EXERCISE DESCRIPTION.
The lines of the records that include "notices" should all be copied.

[Recorded data]

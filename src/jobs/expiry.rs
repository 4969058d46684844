//! Background job: expire approval tokens nobody acted on.
//!
//! Callbacks already expire records lazily. The sweep catches the ones no
//! approver ever clicks, so requests whose overdue steps auto-approve on
//! timeout move forward on their own.

use std::sync::Arc;
use std::time::Duration;

use chrono::Utc;
use tokio::task::JoinHandle;
use tokio::time;

use crate::engine::ApprovalEngine;

/// Spawn the sweep task. Call this once at startup.
pub fn spawn(engine: Arc<ApprovalEngine>, every: Duration) -> JoinHandle<()> {
    tokio::spawn(async move {
        let mut interval = time::interval(every);
        interval.set_missed_tick_behavior(time::MissedTickBehavior::Delay);
        loop {
            interval.tick().await;
            if let Err(e) = engine.sweep_expired(Utc::now()).await {
                tracing::error!("expiry sweep failed: {}", e);
            }
        }
    })
}
pub mod metrics;

use axum::extract::Request;
use axum::http::{header, HeaderValue};
use axum::middleware::Next;
use axum::response::Response;

/// Middleware: injects a unique X-Request-Id into every response so
/// callers can correlate errors with our logs.
pub async fn request_id(req: Request, next: Next) -> Response {
    let req_id = uuid::Uuid::new_v4().to_string();
    let mut resp = next.run(req).await;
    if let Ok(val) = HeaderValue::from_str(&req_id) {
        resp.headers_mut().insert("x-request-id", val);
    }
    resp
}

/// Middleware: injects security headers into every response.
pub async fn security_headers(req: Request, next: Next) -> Response {
    let mut resp = next.run(req).await;
    let headers = resp.headers_mut();

    headers.insert(
        header::X_CONTENT_TYPE_OPTIONS,
        HeaderValue::from_static("nosniff"),
    );
    headers.insert(header::X_FRAME_OPTIONS, HeaderValue::from_static("DENY"));
    headers.insert(header::CACHE_CONTROL, HeaderValue::from_static("no-store"));
    // approval tokens travel in the URL
    headers.insert(
        header::REFERRER_POLICY,
        HeaderValue::from_static("no-referrer"),
    );
    headers.insert(
        "permissions-policy",
        HeaderValue::from_static("camera=(), microphone=(), geolocation=()"),
    );
    headers.remove(header::SERVER);

    resp
}
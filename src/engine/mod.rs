//! The approval engine: turns a submitted request into an approval chain,
//! processes approver callbacks and keeps each request's stage in step with
//! its records.

pub mod aggregate;
pub mod callback;
pub mod factory;
pub mod token;

use std::sync::Arc;

use chrono::{DateTime, Utc};
use serde::Serialize;
use tokio::task::JoinHandle;
use tracing::{info, warn};
use uuid::Uuid;

use crate::middleware::metrics;
use crate::models::approval::ApprovalRecord;
use crate::models::request::{MaintenanceRequest, RequestStage, SubmittedRequest};
use crate::notification::{ActionLinks, ApprovalNotice, NotificationDispatcher};
use crate::store::{ApprovalStore, StoreResult, StoreTx};
use aggregate::AutoApprovePolicy;

#[derive(Debug, Clone)]
pub struct EngineSettings {
    /// Token lifetime for steps whose `timeout_hours` is zero.
    pub default_timeout_hours: i32,
    pub links: ActionLinks,
}

/// How a submission's approval chain was decided.
#[derive(Debug, Clone, Copy, PartialEq, Eq, Serialize)]
#[serde(rename_all = "snake_case")]
pub enum InstantiationPolicy {
    WorkflowMatched,
    NoWorkflowAutoApproved,
}

impl InstantiationPolicy {
    pub fn as_str(self) -> &'static str {
        match self {
            InstantiationPolicy::WorkflowMatched => "workflow_matched",
            InstantiationPolicy::NoWorkflowAutoApproved => "no_workflow_auto_approved",
        }
    }
}

#[derive(Debug, Serialize)]
pub struct SubmissionReport {
    pub request_id: Uuid,
    pub workflow_id: Option<Uuid>,
    pub workflow_revision: Option<i32>,
    pub stage: RequestStage,
    pub approvals_created: usize,
    pub policy: InstantiationPolicy,
    /// Background delivery of the approval notices, if any were sent.
    #[serde(skip)]
    pub notifications: Option<JoinHandle<()>>,
}

#[derive(Debug, Default, Serialize)]
pub struct SweepReport {
    pub records_expired: usize,
    pub requests_updated: usize,
}

pub struct ApprovalEngine {
    store: Arc<dyn ApprovalStore>,
    dispatcher: NotificationDispatcher,
    settings: EngineSettings,
}

impl ApprovalEngine {
    pub fn new(
        store: Arc<dyn ApprovalStore>,
        dispatcher: NotificationDispatcher,
        settings: EngineSettings,
    ) -> Self {
        Self {
            store,
            dispatcher,
            settings,
        }
    }

    pub fn store(&self) -> &Arc<dyn ApprovalStore> {
        &self.store
    }

    /// Entry point for the request-submission collaborator.
    ///
    /// The request row and its whole approval chain are committed in one
    /// transaction before any notice leaves the process. Notification
    /// failures never surface here.
    pub async fn submit(&self, submitted: SubmittedRequest) -> StoreResult<SubmissionReport> {
        let now = Utc::now();
        let workflows = self.store.active_workflows().await?;
        let mut request = MaintenanceRequest::from_submission(submitted, now);

        let selected = factory::select_workflow(
            &workflows,
            request.category.as_deref(),
            request.priority.as_deref(),
        );

        let (policy, issued) = match selected {
            Some(workflow) => {
                request.workflow_id = Some(workflow.id);
                request.workflow_revision = Some(workflow.revision);
                let issued = factory::instantiate(
                    &request,
                    workflow,
                    now,
                    self.settings.default_timeout_hours,
                );
                (InstantiationPolicy::WorkflowMatched, issued)
            }
            None => {
                warn!(
                    request_id = %request.id,
                    category = ?request.category,
                    priority = ?request.priority,
                    "no approval workflow matched; request proceeds without approval gates"
                );
                (InstantiationPolicy::NoWorkflowAutoApproved, Vec::new())
            }
        };

        request.stage = aggregate::aggregate_statuses(issued.iter().map(|i| i.record.status));

        let records: Vec<_> = issued.iter().map(|i| i.record.clone()).collect();
        if let Err(e) = self.persist_chain(&request, &records).await {
            metrics::record_instantiation("failed");
            warn!(request_id = %request.id, error = %e, "failed to persist approval chain");
            return Err(e);
        }
        metrics::record_instantiation(policy.as_str());

        info!(
            request_id = %request.id,
            workflow_id = ?request.workflow_id,
            workflow_revision = ?request.workflow_revision,
            approvals_created = issued.len(),
            stage = %request.stage,
            "approval chain instantiated"
        );

        let total_steps = issued.len();
        let notices: Vec<ApprovalNotice> = issued
            .iter()
            .map(|i| {
                ApprovalNotice::new(
                    &request,
                    &i.record,
                    &i.token,
                    total_steps,
                    &self.settings.links,
                )
            })
            .collect();
        let notifications = if notices.is_empty() || self.dispatcher.is_empty() {
            None
        } else {
            Some(self.dispatcher.dispatch(notices))
        };

        Ok(SubmissionReport {
            request_id: request.id,
            workflow_id: request.workflow_id,
            workflow_revision: request.workflow_revision,
            stage: request.stage,
            approvals_created: total_steps,
            policy,
            notifications,
        })
    }

    async fn persist_chain(
        &self,
        request: &MaintenanceRequest,
        records: &[ApprovalRecord],
    ) -> StoreResult<()> {
        let mut tx = self.store.begin().await?;
        tx.insert_request(request).await?;
        tx.insert_approvals(records).await?;
        tx.commit().await
    }

    /// Expire every overdue pending record and bring the affected requests'
    /// stages up to date, in one transaction. Writes no audit entries.
    pub async fn sweep_expired(&self, now: DateTime<Utc>) -> StoreResult<SweepReport> {
        let mut tx = self.store.begin().await?;
        let expired = tx.expire_overdue(now).await?;

        let mut request_ids: Vec<Uuid> = expired.iter().map(|r| r.request_id).collect();
        request_ids.sort();
        request_ids.dedup();

        for request_id in &request_ids {
            recompute_stage(tx.as_mut(), *request_id).await?;
        }
        tx.commit().await?;

        metrics::record_expired("sweep", expired.len());
        if !expired.is_empty() {
            info!(
                records_expired = expired.len(),
                requests_updated = request_ids.len(),
                "expiry sweep completed"
            );
        }
        Ok(SweepReport {
            records_expired: expired.len(),
            requests_updated: request_ids.len(),
        })
    }
}

/// Recompute a request's stage from the full set of its records and persist
/// it. The request row is locked first so concurrent recomputations for the
/// same request see each other's transitions.
pub(crate) async fn recompute_stage(
    tx: &mut dyn StoreTx,
    request_id: Uuid,
) -> StoreResult<RequestStage> {
    tx.lock_request(request_id).await?;
    let records = tx.approvals_for_request(request_id).await?;
    let policy = match records.first() {
        Some(r) => {
            let steps = tx.workflow_steps(r.workflow_id, r.workflow_revision).await?;
            AutoApprovePolicy::from_steps(&steps)
        }
        None => AutoApprovePolicy::none(),
    };
    let stage = aggregate::aggregate(&records, &policy);
    tx.set_request_stage(request_id, stage).await?;
    Ok(stage)
}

TASK SOLUTION.
    /// Background delivery of the approval notices, if any were sent.
        let notices: Vec<ApprovalNotice> = issued
        let notifications = if notices.is_empty() || self.dispatcher.is_empty() {
            Some(self.dispatcher.dispatch(notices))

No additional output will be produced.